Lab 2 - AI-Driven Anomaly Detection
Task Goal
In this laboratory session, you'll explore the AI-Driven anomaly detection feature and how to get the most out of the issues generated by the AI/ML algorithm, leveraging the advanced baselining to keep the focus on the most relevant issues as well as getting detailed information helping you to resolve the idenfitied anomalies.
This lab task will guide you through an AI-Driven anomaly detection issue workflow:
- get an overview of the issues detected on the network, organized by location and category, using the Assurance issue dashboard
- when an anomaly is detected, compare the expected performance computed by the AI/ML baselining algorithm, with the actual network peformance
- get guidance to further understand the impacted clients and access points, as well as the potential root cause
Benefits
The AI-driven anomaly detection feature extends the vast issue set available on Cisco DNA Assurance and leverage AI/ML (Artificial Intelligence and Machine Learning) to model the network performance, learning from the past behavior in relation to the network conditions (e.g., number and type of clients, applications used, RF conditions, etc..).
Instead of using traditional static thresholds, the AI/ML model generates a baseline defining the expected lower and upper bound of a given KPI and a specific network entity; such range is used as a reference for the expected behavior and an anomaly is raised when the actual KPI falls outside these boundaries.

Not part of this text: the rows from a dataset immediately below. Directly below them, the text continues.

//! Operator catalog and shape rules for lazy expressions

use crate::error::{Error, Result};
use crate::tensor::Shape;
use crate::Elem;

/// Binary elementwise operation kind
#[derive(Copy, Clone, Debug, PartialEq, Eq)]
pub enum BinaryOp {
    /// Addition: a + b
    Add,
    /// Subtraction: a - b
    Sub,
    /// Multiplication: a * b
    Mul,
    /// Division: a / b
    Div,
}

impl BinaryOp {
    /// Apply the operation to two scalars
    #[inline]
    pub fn apply(self, lhs: Elem, rhs: Elem) -> Elem {
        match self {
            BinaryOp::Add => lhs + rhs,
            BinaryOp::Sub => lhs - rhs,
            BinaryOp::Mul => lhs * rhs,
            BinaryOp::Div => lhs / rhs,
        }
    }
}

/// Unary elementwise operation kind
#[derive(Copy, Clone, Debug, PartialEq, Eq)]
pub enum UnaryOp {
    /// Negation: -a
    Neg,
    /// Sine: sin(a)
    Sin,
    /// Cosine: cos(a)
    Cos,
    /// Tangent: tan(a)
    Tan,
}

impl UnaryOp {
    /// Apply the operation to a scalar
    #[inline]
    pub fn apply(self, v: Elem) -> Elem {
        match self {
            UnaryOp::Neg => -v,
            UnaryOp::Sin => v.sin(),
            UnaryOp::Cos => v.cos(),
            UnaryOp::Tan => v.tan(),
        }
    }
}

/// Matrix-product variant
#[derive(Copy, Clone, Debug, PartialEq, Eq)]
pub enum MatmulKind {
    /// Pure 2-D matrix product
    Mm,
    /// Batched 3-D matrix product, batch dimension preserved
    Bmm,
    /// General N-D product: leading dimensions broadcast, trailing two contract
    Matmul,
}

/// Compute the broadcast shape of two shapes
///
/// Shapes are compared from the trailing dimension backward; a pair is
/// compatible when the extents are equal or either is 1, and missing
/// leading dimensions count as extent 1. Returns None when incompatible.
pub fn broadcast_shape(a: &[usize], b: &[usize]) -> Option<Shape> {
    let max_ndim = a.len().max(b.len());
    let mut result = Shape::with_capacity(max_ndim);

    for i in 0..max_ndim {
        let a_dim = if i < a.len() { a[a.len() - 1 - i] } else { 1 };
        let b_dim = if i < b.len() { b[b.len() - 1 - i] } else { 1 };

        if a_dim == b_dim {
            result.push(a_dim);
        } else if a_dim == 1 {
            result.push(b_dim);
        } else if b_dim == 1 {
            result.push(a_dim);
        } else {
            return None; // Incompatible shapes
        }
    }

    result.reverse();
    Some(result)
}

/// Validate operand shapes for a matrix product and compute the result
/// shape plus the contraction extent
pub fn matmul_shape(kind: MatmulKind, a: &[usize], b: &[usize]) -> Result<(Shape, usize)> {
    match kind {
        MatmulKind::Mm => {
            require_rank(a, 2)?;
            require_rank(b, 2)?;
            if a[1] != b[0] {
                return Err(Error::shape_mismatch(a, b));
            }
            Ok((Shape::from([a[0], b[1]]), a[1]))
        }
        MatmulKind::Bmm => {
            require_rank(a, 3)?;
            require_rank(b, 3)?;
            if a[0] != b[0] || a[2] != b[1] {
                return Err(Error::shape_mismatch(a, b));
            }
            Ok((Shape::from([a[0], a[1], b[2]]), a[2]))
        }
        MatmulKind::Matmul => {
            if a.len() < 2 {
                return Err(Error::RankMismatch {
                    expected: 2,
                    got: a.len(),
                });
            }
            if b.len() < 2 {
                return Err(Error::RankMismatch {
                    expected: 2,
                    got: b.len(),
                });
            }
            let (m, inner) = (a[a.len() - 2], a[a.len() - 1]);
            let (b_inner, n) = (b[b.len() - 2], b[b.len() - 1]);
            if inner != b_inner {
                return Err(Error::shape_mismatch(a, b));
            }
            let mut shape = broadcast_shape(&a[..a.len() - 2], &b[..b.len() - 2])
                .ok_or_else(|| Error::broadcast(a, b))?;
            shape.push(m);
            shape.push(n);
            Ok((shape, inner))
        }
    }
}

fn require_rank(shape: &[usize], rank: usize) -> Result<()> {
    if shape.len() != rank {
        return Err(Error::RankMismatch {
            expected: rank,
            got: shape.len(),
        });
    }
    Ok(())
}

#[cfg(test)]
mod tests {
    use super::*;

    #[test]
    fn test_broadcast_shape() {
        assert_eq!(
            broadcast_shape(&[3, 1], &[1, 4]),
            Some(Shape::from([3, 4]))
        );
        assert_eq!(
            broadcast_shape(&[2, 3, 4], &[3, 4]),
            Some(Shape::from([2, 3, 4]))
        );
        assert_eq!(broadcast_shape(&[4], &[2, 3, 4]), Some(Shape::from([2, 3, 4])));
        assert_eq!(broadcast_shape(&[], &[2, 2]), Some(Shape::from([2, 2])));
        assert_eq!(broadcast_shape(&[3], &[4]), None);
        assert_eq!(broadcast_shape(&[2, 8], &[3, 4]), None);
    }

    #[test]
    fn test_broadcast_shape_commutes() {
        assert_eq!(
            broadcast_shape(&[2, 1, 4], &[3, 1]),
            broadcast_shape(&[3, 1], &[2, 1, 4])
        );
    }

    #[test]
    fn test_mm_shape() {
        let (shape, inner) = matmul_shape(MatmulKind::Mm, &[2, 3], &[3, 4]).unwrap();
        assert_eq!(shape.as_slice(), &[2, 4]);
        assert_eq!(inner, 3);

        assert!(matmul_shape(MatmulKind::Mm, &[2, 3], &[4, 2]).is_err());
        assert!(matmul_shape(MatmulKind::Mm, &[2, 3, 4], &[4, 2]).is_err());
    }

    #[test]
    fn test_bmm_shape() {
        let (shape, inner) = matmul_shape(MatmulKind::Bmm, &[5, 2, 3], &[5, 3, 4]).unwrap();
        assert_eq!(shape.as_slice(), &[5, 2, 4]);
        assert_eq!(inner, 3);

        assert!(matmul_shape(MatmulKind::Bmm, &[5, 2, 3], &[6, 3, 4]).is_err());
    }

    #[test]
    fn test_matmul_shape_broadcasts_batch() {
        let (shape, inner) = matmul_shape(MatmulKind::Matmul, &[1, 2], &[5, 2, 1]).unwrap();
        assert_eq!(shape.as_slice(), &[5, 1, 1]);
        assert_eq!(inner, 2);

        let (shape, _) = matmul_shape(MatmulKind::Matmul, &[7, 1, 2, 3], &[4, 3, 5]).unwrap();
        assert_eq!(shape.as_slice(), &[7, 4, 2, 5]);
    }
}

The most important advantage of this approach is that the alerting system takes into account the network conditions and the past network behavior to establish whether the network performance is normal or anomalous.
A advantage of this approach is that you don't need to configure anything to optimize the AI-Driven anomaly detection algorithm; the baselines are automatically computed for each network entity, constantly learning the normal network behavior using telemetry data.
This is also the reason why in this lab you won't be required to configure anything; even in a regular network setup, the only requirements to start benefitting from the AI-Driven anomaly detection issues are to have your network devices discovered and managed by the Cisco Catalyst Center appliance, and to enable the Cisco AI Analytics service, as explained on the Lab 8 - Service Operations.
Even if the configuration is really simple, in this lab we provide you with a pre-configured system, as the AI-Driven anomaly detection typically requires up to 1 week of data ingestion in order to have enough data to train the AI/ML model specifically for your network.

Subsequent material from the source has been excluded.